19 December 2023
Discovering the Art of Bizen Ware: A Journey Through Hozan Kiln's Legacy
The day after the kiln opening, we revisited Mori Toshiaki at Hozan Kiln. Surrounded by a multitude of freshly fired ceramics, I asked if the previous day had stretched late into the night. Mori greeted us with a smile, "Not at all."
Inside the newly refurbished gallery of Hozan Kiln, Mori's exquisite pieces adorned every corner, sparking a conversation about the art of Bizen ware.
- At Hozan Kiln Gallery
- As a Successor of Bizen Ware - New Challenge
- The Charm of Bizen Ware
- Bizen Ware Trail
- Personal Shopping Time
At Hozan Kiln Gallery
Hozan Kiln's gallery is a testament to the artistic legacy of Mori Toshiaki and his father, Yasushi. One corner is devoted to their signature works - large pots, vases, and treasure jars with meticulous craftsmanship. Adjacent are items designed for everyday use: cups with thin rims for easy drinking, flat plates popular in restaurants, and ergonomic tea bowls and donburi. Interspersed are items with whimsical touches, like chopstick rests shaped like humorous fish and playfully wobbling sake cups, showcasing the versatility and depth of Hozan Kiln.
Mori shared the gallery's history, "This modern building was constructed around 1975, in the Showa 50s. It has undergone several renovations, with the most recent one being about three years ago, just before the pandemic."
Entering the gallery, a display shelf from the late Edo period immediately catches the eye. "This shelf can be seen in old photos and films from around the Showa era (1926 – 1989). It used to be near the front window," Mori notes. "During the renovation, it was decided to place the shelf in a spot where it would be more visible and accessible to visitors, rather than within a window display."

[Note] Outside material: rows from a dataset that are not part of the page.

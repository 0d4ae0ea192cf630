//! Validator trait and the bundled validator kinds

use super::outcome::ValidationIssue;
use super::schema::{PatternError, ValidationSchema};
use crate::agent::ExecutionContext;
use async_trait::async_trait;
use serde_json::Value;
use std::fmt;

/// What a validator checks
#[derive(Debug, Clone, Copy, PartialEq, Eq, Hash)]
pub enum ValidatorKind {
    /// Structural conformance
    Schema,
    /// Semantic or business checks
    Custom,
}

/// One layer of the validation pipeline
///
/// Validators run in declaration order; the first one to return `Err` stops
/// the pipeline and its issue becomes the corrective feedback for the next
/// attempt.
#[cfg_attr(test, mockall::automock)]
#[async_trait]
pub trait Validator: Send + Sync {
    /// Short unique name, shown to the model when this layer fails
    fn name(&self) -> &str;

    /// Human-readable description of what this layer checks
    fn description(&self) -> &str;

    fn kind(&self) -> ValidatorKind {
        ValidatorKind::Custom
    }

    /// Regex rules that failed to compile; checked when the agent is built
    fn pattern_errors(&self) -> Vec<PatternError> {
        Vec::new()
    }

    /// Validate a candidate output
    async fn validate(
        &self,
        output: &Value,
        context: &ExecutionContext,
    ) -> Result<(), ValidationIssue>;
}

/// Structural validator backed by a [`ValidationSchema`]
#[derive(Debug, Clone)]
pub struct SchemaValidator {
    name: String,
    description: String,
    schema: ValidationSchema,
}

impl SchemaValidator {
    pub fn new(schema: ValidationSchema) -> Self {
        Self {
            name: "schema".to_string(),
            description: "The output must match the declared JSON structure".to_string(),
            schema,
        }
    }

    pub fn with_name(mut self, name: impl Into<String>) -> Self {
        self.name = name.into();
        self
    }

    pub fn with_description(mut self, description: impl Into<String>) -> Self {
        self.description = description.into();
        self
    }

    pub fn schema(&self) -> &ValidationSchema {
        &self.schema
    }
}

#[async_trait]
impl Validator for SchemaValidator {
    fn name(&self) -> &str {
        &self.name
    }

    fn description(&self) -> &str {
        &self.description
    }

    fn kind(&self) -> ValidatorKind {
        ValidatorKind::Schema
    }

    fn pattern_errors(&self) -> Vec<PatternError> {
        self.schema.pattern_errors()
    }

    async fn validate(
        &self,
        output: &Value,
        _context: &ExecutionContext,
    ) -> Result<(), ValidationIssue> {
        self.schema.check(output).map_err(ValidationIssue::Schema)
    }
}

type CheckFn = dyn Fn(&Value, &ExecutionContext) -> Result<(), ValidationIssue> + Send + Sync;

/// Custom validator wrapping a synchronous closure
pub struct FnValidator {
    name: String,
    description: String,
    check: Box<CheckFn>,
}

impl FnValidator {
    pub fn new<F>(name: impl Into<String>, description: impl Into<String>, check: F) -> Self
    where
        F: Fn(&Value, &ExecutionContext) -> Result<(), ValidationIssue> + Send + Sync + 'static,
    {
        Self {
            name: name.into(),
            description: description.into(),
            check: Box::new(check),
        }
    }
}

impl fmt::Debug for FnValidator {
    fn fmt(&self, f: &mut fmt::Formatter<'_>) -> fmt::Result {
        f.debug_struct("FnValidator")
            .field("name", &self.name)
            .field("description", &self.description)
            .finish()
    }
}

#[async_trait]
impl Validator for FnValidator {
    fn name(&self) -> &str {
        &self.name
    }

    fn description(&self) -> &str {
        &self.description
    }

    async fn validate(
        &self,
        output: &Value,
        context: &ExecutionContext,
    ) -> Result<(), ValidationIssue> {
        (self.check)(output, context)
    }
}
//! Caller-supplied observability callbacks

use super::events::{
    AttemptCompleteEvent, AttemptStartEvent, FailureEvent, HookKind, SuccessEvent, ToolCallEvent,
    ToolResultEvent, ValidationCompleteEvent, ValidationStartEvent,
};
use crate::error::AgentError;
use std::any::Any;
use std::fmt;
use std::panic::{self, AssertUnwindSafe};
use std::sync::Arc;
use tracing::warn;

/// A callback for one hook kind; `Err` is logged and ignored
pub type Callback<E> = Arc<dyn Fn(&E) -> Result<(), String> + Send + Sync>;

/// Optional callbacks invoked synchronously at execution transitions
///
/// Callbacks are best effort. A callback that returns `Err` or panics is
/// logged as a [`AgentError::CallbackFailed`] warning and execution goes on
/// unchanged.
#[derive(Clone, Default)]
pub struct ExecutionCallbacks {
    attempt_start: Option<Callback<AttemptStartEvent>>,
    attempt_complete: Option<Callback<AttemptCompleteEvent>>,
    validation_start: Option<Callback<ValidationStartEvent>>,
    validation_complete: Option<Callback<ValidationCompleteEvent>>,
    tool_call: Option<Callback<ToolCallEvent>>,
    tool_result: Option<Callback<ToolResultEvent>>,
    success: Option<Callback<SuccessEvent>>,
    failure: Option<Callback<FailureEvent>>,
}

macro_rules! callback_setters {
    ($($setter:ident => $field:ident : $event:ty),* $(,)?) => {
        $(
            pub fn $setter<F>(mut self, callback: F) -> Self
            where
                F: Fn(&$event) -> Result<(), String> + Send + Sync + 'static,
            {
                self.$field = Some(Arc::new(callback));
                self
            }
        )*
    };
}

impl ExecutionCallbacks {
    pub fn new() -> Self {
        Self::default()
    }

    callback_setters! {
        on_attempt_start => attempt_start: AttemptStartEvent,
        on_attempt_complete => attempt_complete: AttemptCompleteEvent,
        on_validation_start => validation_start: ValidationStartEvent,
        on_validation_complete => validation_complete: ValidationCompleteEvent,
        on_tool_call => tool_call: ToolCallEvent,
        on_tool_result => tool_result: ToolResultEvent,
        on_success => success: SuccessEvent,
        on_failure => failure: FailureEvent,
    }

    /// Whether a callback is registered for `kind`
    pub fn has(&self, kind: HookKind) -> bool {
        match kind {
            HookKind::AttemptStart => self.attempt_start.is_some(),
            HookKind::AttemptComplete => self.attempt_complete.is_some(),
            HookKind::ValidationStart => self.validation_start.is_some(),
            HookKind::ValidationComplete => self.validation_complete.is_some(),
            HookKind::ToolCall => self.tool_call.is_some(),
            HookKind::ToolResult => self.tool_result.is_some(),
            HookKind::Success => self.success.is_some(),
            HookKind::Failure => self.failure.is_some(),
        }
    }

    // Events are built lazily so unobserved transitions cost nothing.

    pub(crate) fn attempt_start(&self, event: impl FnOnce() -> AttemptStartEvent) {
        invoke(HookKind::AttemptStart, self.attempt_start.as_ref(), event);
    }

    pub(crate) fn attempt_complete(&self, event: impl FnOnce() -> AttemptCompleteEvent) {
        invoke(HookKind::AttemptComplete, self.attempt_complete.as_ref(), event);
    }

    pub(crate) fn validation_start(&self, event: impl FnOnce() -> ValidationStartEvent) {
        invoke(HookKind::ValidationStart, self.validation_start.as_ref(), event);
    }

    pub(crate) fn validation_complete(&self, event: impl FnOnce() -> ValidationCompleteEvent) {
        invoke(HookKind::ValidationComplete, self.validation_complete.as_ref(), event);
    }

    pub(crate) fn tool_call(&self, event: impl FnOnce() -> ToolCallEvent) {
        invoke(HookKind::ToolCall, self.tool_call.as_ref(), event);
    }

    pub(crate) fn tool_result(&self, event: impl FnOnce() -> ToolResultEvent) {
        invoke(HookKind::ToolResult, self.tool_result.as_ref(), event);
    }

    pub(crate) fn success(&self, event: impl FnOnce() -> SuccessEvent) {
        invoke(HookKind::Success, self.success.as_ref(), event);
    }

    pub(crate) fn failure(&self, event: impl FnOnce() -> FailureEvent) {
        invoke(HookKind::Failure, self.failure.as_ref(), event);
    }
}

impl fmt::Debug for ExecutionCallbacks {
    fn fmt(&self, f: &mut fmt::Formatter<'_>) -> fmt::Result {
        let registered: Vec<&str> = HookKind::all()
            .iter()
            .filter(|kind| self.has(**kind))
            .map(HookKind::as_str)
            .collect();
        f.debug_struct("ExecutionCallbacks")
            .field("registered", &registered)
            .finish()
    }
}

fn invoke<E>(kind: HookKind, callback: Option<&Callback<E>>, event: impl FnOnce() -> E) {
    let Some(callback) = callback else {
        return;
    };
    let event = event();
    let message = match panic::catch_unwind(AssertUnwindSafe(|| callback(&event))) {
        Ok(Ok(())) => return,
        Ok(Err(message)) => message,
        Err(payload) => format!("panicked: {}", panic_message(payload.as_ref())),
    };
    let error = AgentError::CallbackFailed {
        hook: kind,
        message,
    };
    warn!(code = error.code(), hook = %kind, "{}", error);
}

fn panic_message(payload: &(dyn Any + Send)) -> String {
    if let Some(s) = payload.downcast_ref::<&str>() {
        (*s).to_string()
    } else if let Some(s) = payload.downcast_ref::<String>() {
        s.clone()
    } else {
        "unknown panic payload".to_string()
    }
}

When asked about the use of such an old shelf in everyday operations, Mori replied with a smile, "You'll understand once you visit places like the Kita-Ogama ruins. Old things are so common here that they don't seem rare to us." He also mentioned that visitors, especially those studying folklore from other prefectures, often express concern about the condition of these artifacts. "But for Bizen ware, with its long history, it's a typical story," he added. Mori, prioritizing practical use over preservation, explained, "This shelf needs to be used rather than just stored away." This approach reflects Mori's sensibility, where the new and old naturally blend throughout the gallery.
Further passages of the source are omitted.